Écrits

La musique spectrale…à terme !

Comme le soulignait Gérard Grisey, la musique spectrale n’est pas une technique close mais est une attitude. Pourtant 25 ans après “Partiels” du même Grisey, les “spécialistes” de la musique contemporaine ne veulent voir dans les œuvres dites spectrales qu’un savoir-faire harmonique et formel trop hédoniste s’ils sont des nostalgiques du chromatisme sériel, ou un discours trop complexe s’ils sont acquis au néo-classicisme marqué par le retour au modalisme. Comme souvent dans l’histoire de la musique, le discours esthétique s’établit autour de concepts qui sont déjà développés depuis fort longtemps et que les jeunes compositeurs connaissent dès leurs premières années de formation. Parler de musique spectrale a un sens si l’on ne s’en tient pas à l’utilisation du spectre - entité intégrant à la fois l’harmonie et le timbre - qui n’est qu’un aspect de “l’attitude” que décrivait Grisey, et qui paradoxalement n’intéresse pas toujours les compositeurs issus de ce courant esthétique.
Mais alors, que reste-t-il aujourd’hui de cette aventure ? Quelle attitude adoptent les compositeurs qui ont rencontré cette musique.
Plus que les problèmes harmoniques du spectre, de temps “étiré” ou temps “contracté”, de microphonie ou de macrophonie, de seuil… qui sont la marque de Grisey, ce sont les conséquences mélodiques, rythmiques et formelles de l’aventure spectrale qui stimulent les compositeurs plus jeunes.
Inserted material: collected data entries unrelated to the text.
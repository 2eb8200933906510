//! Hermes Gateway
//!
//! Gateway layer between a local process and the trading platform. Provides:
//! - Transport abstraction over local pipes (named pipes on Windows, Unix
//!   domain sockets elsewhere, an in-memory transport for tests)
//! - The [`Channel`] lifecycle state machine
//! - Wire message types and the JSON codec
//! - A connection manager with bounded retry for request/response commands
//! - A dispatcher fanning pushed envelopes out to subscribers
//! - Activity tracking and the heartbeat (liveness) monitor
//!
//! ## Architecture
//!
//! ```text
//!                 Trading platform
//!        ┌───────────┬──────────────┬────────────┐
//!        │ command   │ inbound      │ outbound   │
//!        │ (duplex)  │ (events in)  │ (orders)   │
//!   ┌────▼─────┐ ┌───▼────────┐ ┌───▲────────┐   │
//!   │Connection│ │ Dispatcher │ │   Pipe     │   │
//!   │ Manager  │ │            │ │ Publisher  │   │
//!   └────┬─────┘ └───┬────────┘ └───▲────────┘   │
//!        │           │ market_data, order_response, error, heartbeat
//!        ▼           ▼              │
//!    callers     subscribers ──► Order Ledger
//!                    │
//!             Activity tracker ◄── Heartbeat monitor
//! ```
//!
//! Command responses and pushed events never share a read call: the command
//! pipe is read only by the connection manager, the inbound pipe only by the
//! dispatcher.

pub mod codec;
pub mod connection;
pub mod dispatcher;
pub mod error;
pub mod heartbeat;
pub mod messages;
pub mod transport;

// Re-export commonly used types
pub use codec::{Frame, MAX_FRAME_LEN};
pub use connection::{ConnectionConfig, ConnectionManager, ConnectionState};
pub use dispatcher::{CallbackList, DispatchExit, Dispatcher, SubscriptionId, Subscriptions};
pub use error::{ChannelError, CommandError, GatewayError, ProtocolError};
pub use heartbeat::{ActivityTracker, Health, HeartbeatConfig, HeartbeatMonitor, LinkHealth, Liveness};
pub use messages::{
    command::{CommandKinds, Command, Response, ResponseStatus},
    envelope::{Envelope, MessageKind},
};
pub use transport::{
    Channel, ChannelRole, ChannelState, Link, PlatformTransport, Publisher, Subscriber, Transport,
    broadcast::{BroadcastPublisher, BroadcastSubscriber},
    memory::{MemoryPeer, MemoryTransport, PeerLink},
    pipe::PipePublisher,
};
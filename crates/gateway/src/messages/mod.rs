//! Wire message types for gateway communication
//!
//! Everything on the wire is a single JSON object per frame:
//! - [`command::Command`] / [`command::Response`] travel on the command pipe
//! - [`envelope::Envelope`] travels on the event pipes, tagged by [`envelope::MessageKind`]

pub mod command;
pub mod envelope;

pub use command::{Command, CommandKinds, Response, ResponseStatus};
pub use envelope::{Envelope, MessageKind};
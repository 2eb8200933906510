//! Event envelopes carried on the inbound and outbound pipes

use chrono::Utc;
use hermes_core::{Timestamp, from_epoch_seconds, to_epoch_seconds};
use serde::{Deserialize, Serialize};
use serde_json::{Map, Value};
use std::fmt;

/// Tag of a pushed message
#[derive(Debug, Clone, Copy, PartialEq, Eq, Hash, Serialize, Deserialize)]
#[serde(rename_all = "snake_case")]
pub enum MessageKind {
    MarketData,
    OrderRequest,
    OrderResponse,
    Error,
    Heartbeat,
}

impl MessageKind {
    pub const ALL: [MessageKind; 5] = [
        MessageKind::MarketData,
        MessageKind::OrderRequest,
        MessageKind::OrderResponse,
        MessageKind::Error,
        MessageKind::Heartbeat,
    ];

    pub fn as_str(&self) -> &'static str {
        match self {
            MessageKind::MarketData => "market_data",
            MessageKind::OrderRequest => "order_request",
            MessageKind::OrderResponse => "order_response",
            MessageKind::Error => "error",
            MessageKind::Heartbeat => "heartbeat",
        }
    }
}

impl fmt::Display for MessageKind {
    fn fmt(&self, f: &mut fmt::Formatter<'_>) -> fmt::Result {
        f.write_str(self.as_str())
    }
}

/// `{type, timestamp, data}` event as it travels on the wire
///
/// `timestamp` is seconds since the Unix epoch with sub-second precision.
#[derive(Debug, Clone, PartialEq, Serialize, Deserialize)]
pub struct Envelope {
    #[serde(rename = "type")]
    pub kind: MessageKind,
    pub timestamp: f64,
    #[serde(default)]
    pub data: Map<String, Value>,
}

impl Envelope {
    /// Envelope stamped with the current wall-clock time
    pub fn new(kind: MessageKind, data: Map<String, Value>) -> Self {
        Self::at(kind, Utc::now(), data)
    }

    pub fn at(kind: MessageKind, at: Timestamp, data: Map<String, Value>) -> Self {
        Self {
            kind,
            timestamp: to_epoch_seconds(at),
            data,
        }
    }

    pub fn sent_at(&self) -> Option<Timestamp> {
        from_epoch_seconds(self.timestamp)
    }

    /// String field of `data`
    pub fn data_str(&self, key: &str) -> Option<&str> {
        self.data.get(key).and_then(Value::as_str)
    }
}
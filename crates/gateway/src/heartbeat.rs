//! Liveness tracking
//!
//! Every inbound envelope touches the [`ActivityTracker`]. The
//! [`HeartbeatMonitor`] samples it on a fixed period and flags the event link
//! unhealthy once nothing arrived for longer than the threshold. Whoever owns
//! the link watches [`LinkHealth`] and reconnects.

use std::sync::Arc;
use std::sync::atomic::{AtomicI64, Ordering};
use std::time::Duration;

use chrono::{DateTime, Utc};
use hermes_core::Timestamp;
use hermes_ports::Clock;
use log::{debug, info, warn};
use tokio::sync::watch;

/// Last time anything arrived from the platform
pub struct ActivityTracker {
    clock: Arc<dyn Clock>,
    last_nanos: AtomicI64,
}

// Full clock resolution so idle time compares exactly against the threshold
fn to_nanos(at: Timestamp) -> i64 {
    at.timestamp_nanos_opt().unwrap_or(i64::MAX)
}

impl ActivityTracker {
    pub fn new(clock: Arc<dyn Clock>) -> Self {
        let now = to_nanos(clock.now());
        Self {
            clock,
            last_nanos: AtomicI64::new(now),
        }
    }

    pub fn touch(&self) {
        self.last_nanos
            .store(to_nanos(self.clock.now()), Ordering::Release);
    }

    pub fn last_activity(&self) -> Timestamp {
        DateTime::<Utc>::from_timestamp_nanos(self.last_nanos.load(Ordering::Acquire))
    }

    /// Time since the last touch, never negative
    pub fn idle(&self) -> chrono::Duration {
        let idle = self.clock.now() - self.last_activity();
        idle.max(chrono::Duration::zero())
    }
}

/// Health of the event link
#[derive(Debug, Clone, PartialEq, Eq)]
pub enum Health {
    Healthy,
    Unhealthy(String),
}

impl Health {
    pub fn is_healthy(&self) -> bool {
        matches!(self, Health::Healthy)
    }
}

/// Shared health flag, set unhealthy by the monitor or the dispatcher
pub struct LinkHealth {
    state: watch::Sender<Health>,
}

impl Default for LinkHealth {
    fn default() -> Self {
        Self::new()
    }
}

impl LinkHealth {
    /// Starts unhealthy until the link is first established
    pub fn new() -> Self {
        let (state, _) = watch::channel(Health::Unhealthy("not connected".to_string()));
        Self { state }
    }

    pub fn current(&self) -> Health {
        self.state.borrow().clone()
    }

    pub fn is_healthy(&self) -> bool {
        self.state.borrow().is_healthy()
    }

    /// Returns true when this call changed the state
    pub fn mark_healthy(&self) -> bool {
        self.state.send_if_modified(|health| {
            if health.is_healthy() {
                false
            } else {
                *health = Health::Healthy;
                true
            }
        })
    }

    /// Returns true on the healthy → unhealthy transition only
    pub fn mark_unhealthy(&self, reason: impl Into<String>) -> bool {
        let reason = reason.into();
        self.state.send_if_modified(|health| {
            if health.is_healthy() {
                *health = Health::Unhealthy(reason);
                true
            } else {
                false
            }
        })
    }

    pub fn subscribe(&self) -> watch::Receiver<Health> {
        self.state.subscribe()
    }

    /// Resolves with the reason once the link is unhealthy
    pub async fn wait_unhealthy(&self) -> String {
        let mut rx = self.state.subscribe();
        match rx.wait_for(|health| !health.is_healthy()).await {
            Ok(health) => match &*health {
                Health::Unhealthy(reason) => reason.clone(),
                Health::Healthy => String::new(),
            },
            Err(_) => "health channel closed".to_string(),
        }
    }
}

#[derive(Debug, Clone)]
pub struct HeartbeatConfig {
    /// Sampling period
    pub interval: Duration,
    /// Silence longer than this marks the link unhealthy
    pub threshold: Duration,
}

impl Default for HeartbeatConfig {
    fn default() -> Self {
        Self {
            interval: Duration::from_secs(5),
            threshold: Duration::from_secs(30),
        }
    }
}

/// Result of one liveness sample
#[derive(Debug, Clone, Copy, PartialEq, Eq)]
pub enum Liveness {
    Alive,
    Stale(chrono::Duration),
}

pub struct HeartbeatMonitor {
    config: HeartbeatConfig,
    activity: Arc<ActivityTracker>,
    health: Arc<LinkHealth>,
}

impl HeartbeatMonitor {
    pub fn new(config: HeartbeatConfig, activity: Arc<ActivityTracker>, health: Arc<LinkHealth>) -> Self {
        Self {
            config,
            activity,
            health,
        }
    }

    /// Sample liveness without side effects
    pub fn check(&self) -> Liveness {
        let threshold =
            chrono::Duration::from_std(self.config.threshold).unwrap_or(chrono::Duration::MAX);
        let idle = self.activity.idle();
        if idle > threshold {
            Liveness::Stale(idle)
        } else {
            Liveness::Alive
        }
    }

    /// Sample liveness and flag the link when it went stale
    pub fn poll(&self) -> Liveness {
        let liveness = self.check();
        if let Liveness::Stale(idle) = liveness {
            let reason = format!("no activity for {}s", idle.num_seconds());
            if self.health.mark_unhealthy(reason) {
                warn!(
                    "No message received for {}s, marking connection unhealthy",
                    idle.num_seconds()
                );
            } else {
                debug!("Link still silent after {}s", idle.num_seconds());
            }
        }
        liveness
    }

    /// Sample every `interval` until shutdown flips
    pub async fn run(&self, mut shutdown: watch::Receiver<bool>) {
        info!(
            "Heartbeat monitor started (every {:?}, threshold {:?})",
            self.config.interval, self.config.threshold
        );
        let mut ticker = tokio::time::interval(self.config.interval);
        ticker.set_missed_tick_behavior(tokio::time::MissedTickBehavior::Delay);

        loop {
            tokio::select! {
                _ = ticker.tick() => {
                    self.poll();
                }
                _ = shutdown.changed() => break,
            }
        }
        info!("Heartbeat monitor stopped");
    }
}

#[cfg(test)]
mod tests {
    use super::*;
    use hermes_clock::ManualClock;

    fn monitor() -> (Arc<ManualClock>, Arc<ActivityTracker>, Arc<LinkHealth>, HeartbeatMonitor) {
        let clock = ManualClock::starting_now();
        let activity = Arc::new(ActivityTracker::new(clock.clone()));
        let health = Arc::new(LinkHealth::new());
        health.mark_healthy();
        let monitor = HeartbeatMonitor::new(
            HeartbeatConfig::default(),
            Arc::clone(&activity),
            Arc::clone(&health),
        );
        (clock, activity, health, monitor)
    }

    #[test]
    fn test_alive_within_threshold() {
        let (clock, _activity, _health, monitor) = monitor();
        clock.advance(chrono::Duration::seconds(30));
        assert_eq!(monitor.check(), Liveness::Alive);
    }

    #[test]
    fn test_stale_past_threshold() {
        let (clock, _activity, health, monitor) = monitor();
        clock.advance(chrono::Duration::seconds(31));

        assert_eq!(
            monitor.check(),
            Liveness::Stale(chrono::Duration::seconds(31))
        );
        // check() alone does not flag the link
        assert!(health.is_healthy());

        monitor.poll();
        assert_eq!(
            health.current(),
            Health::Unhealthy("no activity for 31s".to_string())
        );
    }

    #[test]
    fn test_threshold_boundary_with_sub_microsecond_clock() {
        let start = DateTime::<Utc>::from_timestamp(1_700_000_000, 123_456_789).unwrap();
        let clock = ManualClock::new(start);
        let activity = Arc::new(ActivityTracker::new(clock.clone()));
        let monitor = HeartbeatMonitor::new(
            HeartbeatConfig::default(),
            Arc::clone(&activity),
            Arc::new(LinkHealth::new()),
        );
        assert_eq!(activity.last_activity(), start);

        clock.advance(chrono::Duration::seconds(30));
        assert_eq!(activity.idle(), chrono::Duration::seconds(30));
        assert_eq!(monitor.check(), Liveness::Alive);

        clock.advance(chrono::Duration::nanoseconds(1));
        assert_eq!(
            monitor.check(),
            Liveness::Stale(chrono::Duration::seconds(30) + chrono::Duration::nanoseconds(1))
        );
    }

    #[test]
    fn test_touch_resets_idle() {
        let (clock, activity, _health, monitor) = monitor();
        clock.advance(chrono::Duration::seconds(29));
        activity.touch();
        clock.advance(chrono::Duration::seconds(29));

        assert_eq!(monitor.check(), Liveness::Alive);
        assert_eq!(activity.idle(), chrono::Duration::seconds(29));
    }

    #[test]
    fn test_unhealthy_transition_reported_once() {
        let health = LinkHealth::new();
        assert!(!health.is_healthy());
        assert!(!health.mark_unhealthy("again"));

        assert!(health.mark_healthy());
        assert!(health.mark_unhealthy("stale"));
        assert!(!health.mark_unhealthy("stale"));
    }

    #[tokio::test(start_paused = true)]
    async fn test_run_flags_stale_link() {
        let (clock, _activity, health, monitor) = monitor();
        let (shutdown_tx, shutdown_rx) = watch::channel(false);
        let monitor = Arc::new(monitor);
        let task = {
            let monitor = Arc::clone(&monitor);
            tokio::spawn(async move { monitor.run(shutdown_rx).await })
        };

        clock.advance(chrono::Duration::seconds(45));
        let reason = tokio::time::timeout(Duration::from_secs(10), health.wait_unhealthy())
            .await
            .unwrap();
        assert!(reason.starts_with("no activity"));

        shutdown_tx.send(true).unwrap();
        task.await.unwrap();
    }
}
Dans un article encore inédit de la Contemporary music review, Gérard Grisey dresse un tableau des conséquences notoires du spectralisme. Dans le paragraphe “conséquences formelles”, on peut lire cette phrase :
- Utilisation d’archétypes sonores neutres et souples facilitant la perception et la mémorisation des processus.
Voici un point sur lequel les nouvelles générations héritières du spectre divergent, me semble-t-il.
Cette neutralité du matériau permettant de mieux percevoir les opérations et les processus n’est d’ailleurs pas l’apanage de la musique spectrale. C’est un point partagé par les musiciens répétitifs mais aussi par des artistes d’autres domaines.
Je pense par exemple au mouvement BMPT et particulièrement à Daniel Buren qui revendique cette position. Les bandes de 8,7 cm de large communes à toutes ses œuvres lui ont permis dans un premier temps d’organiser la forme sans mettre en avant le matériau puis, par voie de conséquence, de prendre conscience du contexte et de créer l’œuvre in situ.
Sans vouloir rapprocher les arts, on peut penser que ce minimalisme est proche du travail que celui de Grisey a effectué dans une pièce comme Vortex Temporum.
Il suffit d’analyser cette œuvre pour mieux comprendre. Elle est entièrement fondée sur une gestalt tirée d’un motif du Daphnis et Chloé de Ravel, plus précisément du Lever du jour . La neutralité du matériau apparaît ici de manière éclatante dans la mesure où le motif n’est qu’un arpège brisé dont il ne restera plus tard que le dessin, l’enveloppe qui gère toute l’œuvre. Ainsi, dans le premier mouvement, Grisey pourra assimiler le motif successivement à un sinus, une onde carrée et enfin une onde en dent de scie. On peut imaginer aisément qu’une telle neutralisation du matériau puisse permettre des opérations nombreuses, souples et perceptuellement efficaces.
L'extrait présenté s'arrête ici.